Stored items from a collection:
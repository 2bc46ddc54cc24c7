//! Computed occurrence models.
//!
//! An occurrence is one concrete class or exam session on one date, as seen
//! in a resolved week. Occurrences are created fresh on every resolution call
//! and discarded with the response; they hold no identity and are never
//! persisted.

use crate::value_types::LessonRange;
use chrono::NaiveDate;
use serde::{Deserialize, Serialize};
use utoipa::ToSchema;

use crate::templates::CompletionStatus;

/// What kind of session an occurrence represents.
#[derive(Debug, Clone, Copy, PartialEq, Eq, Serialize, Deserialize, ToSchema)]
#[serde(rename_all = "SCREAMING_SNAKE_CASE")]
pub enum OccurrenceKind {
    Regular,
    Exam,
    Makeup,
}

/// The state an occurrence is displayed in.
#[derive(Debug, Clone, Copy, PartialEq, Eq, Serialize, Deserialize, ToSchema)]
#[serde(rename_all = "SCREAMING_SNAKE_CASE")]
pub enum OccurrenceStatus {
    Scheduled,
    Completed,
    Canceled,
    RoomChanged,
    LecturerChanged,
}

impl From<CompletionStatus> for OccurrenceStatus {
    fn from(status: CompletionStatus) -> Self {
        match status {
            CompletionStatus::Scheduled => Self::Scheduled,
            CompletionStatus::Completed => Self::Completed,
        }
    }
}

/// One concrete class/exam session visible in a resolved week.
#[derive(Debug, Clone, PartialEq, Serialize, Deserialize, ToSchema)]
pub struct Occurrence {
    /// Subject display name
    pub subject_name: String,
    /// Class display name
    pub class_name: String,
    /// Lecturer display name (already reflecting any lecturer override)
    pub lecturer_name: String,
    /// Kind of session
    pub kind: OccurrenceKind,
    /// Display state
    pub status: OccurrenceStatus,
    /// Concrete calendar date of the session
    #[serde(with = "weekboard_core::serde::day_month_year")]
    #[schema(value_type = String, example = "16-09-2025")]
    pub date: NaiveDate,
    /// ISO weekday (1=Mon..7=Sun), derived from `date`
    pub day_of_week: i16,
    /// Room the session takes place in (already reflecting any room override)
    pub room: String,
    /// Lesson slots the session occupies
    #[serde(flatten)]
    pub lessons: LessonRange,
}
...
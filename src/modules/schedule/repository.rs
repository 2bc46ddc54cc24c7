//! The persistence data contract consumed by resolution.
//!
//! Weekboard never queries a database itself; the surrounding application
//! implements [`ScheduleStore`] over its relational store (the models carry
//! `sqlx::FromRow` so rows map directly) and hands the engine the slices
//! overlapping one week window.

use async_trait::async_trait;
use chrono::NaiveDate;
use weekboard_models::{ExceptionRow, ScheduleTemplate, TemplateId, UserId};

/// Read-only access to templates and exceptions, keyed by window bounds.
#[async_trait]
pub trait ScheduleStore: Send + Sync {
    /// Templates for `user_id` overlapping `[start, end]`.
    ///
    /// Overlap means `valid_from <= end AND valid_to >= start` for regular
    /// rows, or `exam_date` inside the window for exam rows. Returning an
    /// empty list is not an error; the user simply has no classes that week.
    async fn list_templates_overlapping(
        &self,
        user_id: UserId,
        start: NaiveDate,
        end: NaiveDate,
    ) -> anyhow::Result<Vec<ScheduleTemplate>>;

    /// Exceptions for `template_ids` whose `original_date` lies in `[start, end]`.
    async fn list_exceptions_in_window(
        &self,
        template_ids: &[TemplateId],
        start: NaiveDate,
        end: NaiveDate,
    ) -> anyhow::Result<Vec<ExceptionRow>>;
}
* * *
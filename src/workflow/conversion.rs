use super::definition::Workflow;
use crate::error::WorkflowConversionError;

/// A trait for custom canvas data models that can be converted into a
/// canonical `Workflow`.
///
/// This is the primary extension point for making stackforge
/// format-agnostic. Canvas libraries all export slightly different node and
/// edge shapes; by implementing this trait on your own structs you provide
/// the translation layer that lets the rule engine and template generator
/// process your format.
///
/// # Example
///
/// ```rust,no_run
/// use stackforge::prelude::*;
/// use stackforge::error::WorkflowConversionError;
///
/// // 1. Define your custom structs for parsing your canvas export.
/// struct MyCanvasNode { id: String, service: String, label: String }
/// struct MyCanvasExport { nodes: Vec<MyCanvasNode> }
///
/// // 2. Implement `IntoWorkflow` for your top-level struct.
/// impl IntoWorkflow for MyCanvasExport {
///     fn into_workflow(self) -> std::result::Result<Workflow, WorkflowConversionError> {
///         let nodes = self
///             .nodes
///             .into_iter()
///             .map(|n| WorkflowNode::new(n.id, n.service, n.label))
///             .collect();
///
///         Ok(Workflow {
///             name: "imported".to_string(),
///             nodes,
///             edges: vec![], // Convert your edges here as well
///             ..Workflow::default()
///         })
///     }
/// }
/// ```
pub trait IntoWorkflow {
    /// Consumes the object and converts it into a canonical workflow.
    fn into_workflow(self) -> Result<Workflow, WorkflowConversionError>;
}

▸ Task prompt
Starting from the records above, copy each line where the string "TemplateId" is found.

▸ Completed exercise
use weekboard_models::{ExceptionRow, ScheduleTemplate, TemplateId, UserId};
        template_ids: &[TemplateId],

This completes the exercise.